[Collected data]
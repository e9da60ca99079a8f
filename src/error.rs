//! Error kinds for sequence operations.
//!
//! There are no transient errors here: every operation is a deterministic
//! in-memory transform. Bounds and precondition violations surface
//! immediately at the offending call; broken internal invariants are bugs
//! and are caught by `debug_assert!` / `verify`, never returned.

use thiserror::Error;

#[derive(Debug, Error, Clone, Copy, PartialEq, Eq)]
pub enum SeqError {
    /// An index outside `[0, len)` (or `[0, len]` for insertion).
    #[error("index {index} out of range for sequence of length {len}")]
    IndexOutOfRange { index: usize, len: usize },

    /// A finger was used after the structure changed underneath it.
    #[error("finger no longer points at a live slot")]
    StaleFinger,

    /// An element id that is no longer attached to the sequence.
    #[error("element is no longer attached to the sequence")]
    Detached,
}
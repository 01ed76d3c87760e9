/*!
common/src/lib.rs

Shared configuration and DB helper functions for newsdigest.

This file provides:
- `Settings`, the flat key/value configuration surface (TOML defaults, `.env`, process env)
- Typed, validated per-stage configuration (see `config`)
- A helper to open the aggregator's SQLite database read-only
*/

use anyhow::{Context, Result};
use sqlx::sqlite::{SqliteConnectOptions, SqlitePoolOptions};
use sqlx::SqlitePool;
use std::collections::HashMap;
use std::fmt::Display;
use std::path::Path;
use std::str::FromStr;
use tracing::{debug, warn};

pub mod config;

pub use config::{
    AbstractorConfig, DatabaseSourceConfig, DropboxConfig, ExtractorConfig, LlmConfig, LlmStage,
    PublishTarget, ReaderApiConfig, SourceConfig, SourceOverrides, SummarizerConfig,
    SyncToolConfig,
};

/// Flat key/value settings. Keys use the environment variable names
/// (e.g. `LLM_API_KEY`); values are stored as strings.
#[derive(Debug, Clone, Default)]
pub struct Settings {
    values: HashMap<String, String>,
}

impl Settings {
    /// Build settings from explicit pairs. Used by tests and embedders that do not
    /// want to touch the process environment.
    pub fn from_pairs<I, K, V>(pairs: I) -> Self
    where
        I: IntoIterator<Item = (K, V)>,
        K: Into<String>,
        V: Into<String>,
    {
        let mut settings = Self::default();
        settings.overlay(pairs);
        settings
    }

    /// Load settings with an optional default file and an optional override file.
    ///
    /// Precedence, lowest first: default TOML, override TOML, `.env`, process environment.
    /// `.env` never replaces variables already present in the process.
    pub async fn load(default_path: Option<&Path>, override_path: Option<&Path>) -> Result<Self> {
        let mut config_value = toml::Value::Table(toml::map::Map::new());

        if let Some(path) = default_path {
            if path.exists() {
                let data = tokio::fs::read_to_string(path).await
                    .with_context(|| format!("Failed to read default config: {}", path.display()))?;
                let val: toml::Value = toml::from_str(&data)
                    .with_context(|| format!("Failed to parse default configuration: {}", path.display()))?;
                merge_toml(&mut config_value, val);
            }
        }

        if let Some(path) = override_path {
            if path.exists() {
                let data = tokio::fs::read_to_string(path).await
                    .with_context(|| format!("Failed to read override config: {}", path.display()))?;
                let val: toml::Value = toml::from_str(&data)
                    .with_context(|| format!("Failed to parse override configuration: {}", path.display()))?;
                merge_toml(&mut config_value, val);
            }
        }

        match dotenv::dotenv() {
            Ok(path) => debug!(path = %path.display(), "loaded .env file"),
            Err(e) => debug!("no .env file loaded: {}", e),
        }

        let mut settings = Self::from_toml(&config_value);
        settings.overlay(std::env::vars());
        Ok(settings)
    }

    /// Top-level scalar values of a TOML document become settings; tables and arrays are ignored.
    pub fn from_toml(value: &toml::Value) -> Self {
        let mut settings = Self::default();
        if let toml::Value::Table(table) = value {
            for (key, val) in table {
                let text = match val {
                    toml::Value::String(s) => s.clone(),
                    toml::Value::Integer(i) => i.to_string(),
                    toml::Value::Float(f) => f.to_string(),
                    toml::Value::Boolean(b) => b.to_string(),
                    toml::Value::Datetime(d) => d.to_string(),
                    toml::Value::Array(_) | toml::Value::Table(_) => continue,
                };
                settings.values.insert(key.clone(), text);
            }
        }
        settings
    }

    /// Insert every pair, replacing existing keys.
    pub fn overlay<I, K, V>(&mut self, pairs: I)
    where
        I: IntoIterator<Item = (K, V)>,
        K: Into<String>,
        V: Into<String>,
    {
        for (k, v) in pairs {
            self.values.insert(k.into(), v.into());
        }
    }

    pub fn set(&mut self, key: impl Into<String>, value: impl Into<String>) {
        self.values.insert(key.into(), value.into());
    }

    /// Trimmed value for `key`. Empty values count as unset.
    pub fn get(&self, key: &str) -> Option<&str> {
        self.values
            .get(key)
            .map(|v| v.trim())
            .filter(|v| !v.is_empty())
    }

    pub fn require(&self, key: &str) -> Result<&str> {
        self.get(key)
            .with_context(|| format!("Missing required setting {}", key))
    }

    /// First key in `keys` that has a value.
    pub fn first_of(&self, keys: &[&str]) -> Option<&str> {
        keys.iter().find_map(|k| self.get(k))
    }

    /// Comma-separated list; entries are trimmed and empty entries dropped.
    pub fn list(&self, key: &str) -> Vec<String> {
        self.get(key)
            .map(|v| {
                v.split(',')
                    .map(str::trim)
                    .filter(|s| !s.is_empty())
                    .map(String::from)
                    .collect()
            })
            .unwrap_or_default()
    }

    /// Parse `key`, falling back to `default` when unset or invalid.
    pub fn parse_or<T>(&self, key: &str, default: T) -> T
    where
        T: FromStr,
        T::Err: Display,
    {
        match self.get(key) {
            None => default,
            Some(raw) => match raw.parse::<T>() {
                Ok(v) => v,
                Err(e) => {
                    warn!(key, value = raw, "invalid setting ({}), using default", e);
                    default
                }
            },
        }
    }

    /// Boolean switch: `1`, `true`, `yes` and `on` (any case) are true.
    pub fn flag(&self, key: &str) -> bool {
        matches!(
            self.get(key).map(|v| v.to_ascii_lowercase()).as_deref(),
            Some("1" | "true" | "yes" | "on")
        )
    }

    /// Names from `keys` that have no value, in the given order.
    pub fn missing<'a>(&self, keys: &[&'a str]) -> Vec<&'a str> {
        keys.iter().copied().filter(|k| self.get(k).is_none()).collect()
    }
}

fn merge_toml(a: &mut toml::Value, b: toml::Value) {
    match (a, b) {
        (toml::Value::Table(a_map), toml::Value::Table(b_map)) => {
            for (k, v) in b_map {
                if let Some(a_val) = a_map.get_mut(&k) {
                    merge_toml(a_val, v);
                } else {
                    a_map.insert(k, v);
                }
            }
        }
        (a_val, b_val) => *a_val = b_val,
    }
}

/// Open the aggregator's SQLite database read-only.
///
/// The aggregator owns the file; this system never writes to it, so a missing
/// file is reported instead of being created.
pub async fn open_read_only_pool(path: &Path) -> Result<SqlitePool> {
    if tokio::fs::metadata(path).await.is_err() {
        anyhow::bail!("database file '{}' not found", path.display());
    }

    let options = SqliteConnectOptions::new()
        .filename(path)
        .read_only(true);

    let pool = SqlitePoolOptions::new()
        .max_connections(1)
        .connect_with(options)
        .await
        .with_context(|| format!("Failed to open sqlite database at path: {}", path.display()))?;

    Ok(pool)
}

▶ **BRIEF**: Would you mind copying all of the records exactly?

▶ **RESPONSE FOR THIS EXERCISE**:
repository e9da60ca99079a8f
filename src/error.rs
//! Error kinds for sequence operations.
//!
//! There are no transient errors here: every operation is a deterministic
//! in-memory transform. Bounds and precondition violations surface
//! immediately at the offending call; broken internal invariants are bugs
//! and are caught by `debug_assert!` / `verify`, never returned.

use thiserror::Error;

#[derive(Debug, Error, Clone, Copy, PartialEq, Eq)]
pub enum SeqError {
    /// An index outside `[0, len)` (or `[0, len]` for insertion).
    #[error("index {index} out of range for sequence of length {len}")]
    IndexOutOfRange { index: usize, len: usize },

    /// A finger was used after the structure changed underneath it.
    #[error("finger no longer points at a live slot")]
    StaleFinger,

    /// An element id that is no longer attached to the sequence.
    #[error("element is no longer attached to the sequence")]
    Detached,
}
repository 01ed76d3c87760e9
/*!
common/src/lib.rs

Shared configuration and DB helper functions for newsdigest.

This file provides:
- `Settings`, the flat key/value configuration surface (TOML defaults, `.env`, process env)
- Typed, validated per-stage configuration (see `config`)
- A helper to open the aggregator's SQLite database read-only
*/

use anyhow::{Context, Result};
use sqlx::sqlite::{SqliteConnectOptions, SqlitePoolOptions};
use sqlx::SqlitePool;
use std::collections::HashMap;
use std::fmt::Display;
use std::path::Path;
use std::str::FromStr;
use tracing::{debug, warn};

pub mod config;

pub use config::{
    AbstractorConfig, DatabaseSourceConfig, DropboxConfig, ExtractorConfig, LlmConfig, LlmStage,
    PublishTarget, ReaderApiConfig, SourceConfig, SourceOverrides, SummarizerConfig,
    SyncToolConfig,
};

/// Flat key/value settings. Keys use the environment variable names
/// (e.g. `LLM_API_KEY`); values are stored as strings.
#[derive(Debug, Clone, Default)]
pub struct Settings {
    values: HashMap<String, String>,
}

impl Settings {
    /// Build settings from explicit pairs. Used by tests and embedders that do not
    /// want to touch the process environment.
    pub fn from_pairs<I, K, V>(pairs: I) -> Self
    where
        I: IntoIterator<Item = (K, V)>,
        K: Into<String>,
        V: Into<String>,
    {
        let mut settings = Self::default();
        settings.overlay(pairs);
        settings
    }

    /// Load settings with an optional default file and an optional override file.
    ///
    /// Precedence, lowest first: default TOML, override TOML, `.env`, process environment.
    /// `.env` never replaces variables already present in the process.
    pub async fn load(default_path: Option<&Path>, override_path: Option<&Path>) -> Result<Self> {
        let mut config_value = toml::Value::Table(toml::map::Map::new());

        if let Some(path) = default_path {
            if path.exists() {
                let data = tokio::fs::read_to_string(path).await
                    .with_context(|| format!("Failed to read default config: {}", path.display()))?;
                let val: toml::Value = toml::from_str(&data)
                    .with_context(|| format!("Failed to parse default configuration: {}", path.display()))?;
                merge_toml(&mut config_value, val);
            }
        }

        if let Some(path) = override_path {
            if path.exists() {
                let data = tokio::fs::read_to_string(path).await
                    .with_context(|| format!("Failed to read override config: {}", path.display()))?;
                let val: toml::Value = toml::from_str(&data)
                    .with_context(|| format!("Failed to parse override configuration: {}", path.display()))?;
                merge_toml(&mut config_value, val);
            }
        }

        match dotenv::dotenv() {
            Ok(path) => debug!(path = %path.display(), "loaded .env file"),
            Err(e) => debug!("no .env file loaded: {}", e),
        }

        let mut settings = Self::from_toml(&config_value);
        settings.overlay(std::env::vars());
        Ok(settings)
    }

    /// Top-level scalar values of a TOML document become settings; tables and arrays are ignored.
    pub fn from_toml(value: &toml::Value) -> Self {
        let mut settings = Self::default();
        if let toml::Value::Table(table) = value {
            for (key, val) in table {
                let text = match val {
                    toml::Value::String(s) => s.clone(),
                    toml::Value::Integer(i) => i.to_string(),
                    toml::Value::Float(f) => f.to_string(),
                    toml::Value::Boolean(b) => b.to_string(),
                    toml::Value::Datetime(d) => d.to_string(),
                    toml::Value::Array(_) | toml::Value::Table(_) => continue,
                };
                settings.values.insert(key.clone(), text);
            }
        }
        settings
    }

    /// Insert every pair, replacing existing keys.
    pub fn overlay<I, K, V>(&mut self, pairs: I)
    where
        I: IntoIterator<Item = (K, V)>,
        K: Into<String>,
        V: Into<String>,
    {
        for (k, v) in pairs {
            self.values.insert(k.into(), v.into());
        }
    }

    pub fn set(&mut self, key: impl Into<String>, value: impl Into<String>) {
        self.values.insert(key.into(), value.into());
    }

    /// Trimmed value for `key`. Empty values count as unset.
    pub fn get(&self, key: &str) -> Option<&str> {
        self.values
            .get(key)
            .map(|v| v.trim())
            .filter(|v| !v.is_empty())
    }

    pub fn require(&self, key: &str) -> Result<&str> {
        self.get(key)
            .with_context(|| format!("Missing required setting {}", key))
    }

    /// First key in `keys` that has a value.
    pub fn first_of(&self, keys: &[&str]) -> Option<&str> {
        keys.iter().find_map(|k| self.get(k))
    }

    /// Comma-separated list; entries are trimmed and empty entries dropped.
    pub fn list(&self, key: &str) -> Vec<String> {
        self.get(key)
            .map(|v| {
                v.split(',')
                    .map(str::trim)
                    .filter(|s| !s.is_empty())
                    .map(String::from)
                    .collect()
            })
            .unwrap_or_default()
    }

    /// Parse `key`, falling back to `default` when unset or invalid.
    pub fn parse_or<T>(&self, key: &str, default: T) -> T
    where
        T: FromStr,
        T::Err: Display,
    {
        match self.get(key) {
            None => default,
            Some(raw) => match raw.parse::<T>() {
                Ok(v) => v,
                Err(e) => {
                    warn!(key, value = raw, "invalid setting ({}), using default", e);
                    default
                }
            },
        }
    }

    /// Boolean switch: `1`, `true`, `yes` and `on` (any case) are true.
    pub fn flag(&self, key: &str) -> bool {
        matches!(
            self.get(key).map(|v| v.to_ascii_lowercase()).as_deref(),
            Some("1" | "true" | "yes" | "on")
        )
    }

    /// Names from `keys` that have no value, in the given order.
    pub fn missing<'a>(&self, keys: &[&'a str]) -> Vec<&'a str> {
        keys.iter().copied().filter(|k| self.get(k).is_none()).collect()
    }
}

fn merge_toml(a: &mut toml::Value, b: toml::Value) {
    match (a, b) {
        (toml::Value::Table(a_map), toml::Value::Table(b_map)) => {
            for (k, v) in b_map {
                if let Some(a_val) = a_map.get_mut(&k) {
                    merge_toml(a_val, v);
                } else {
                    a_map.insert(k, v);
                }
            }
        }
        (a_val, b_val) => *a_val = b_val,
    }
}

/// Open the aggregator's SQLite database read-only.
///
/// The aggregator owns the file; this system never writes to it, so a missing
/// file is reported instead of being created.
pub async fn open_read_only_pool(path: &Path) -> Result<SqlitePool> {
    if tokio::fs::metadata(path).await.is_err() {
        anyhow::bail!("database file '{}' not found", path.display());
    }

    let options = SqliteConnectOptions::new()
        .filename(path)
        .read_only(true);

    let pool = SqlitePoolOptions::new()
        .max_connections(1)
        .connect_with(options)
        .await
        .with_context(|| format!("Failed to open sqlite database at path: {}", path.display()))?;

    Ok(pool)
}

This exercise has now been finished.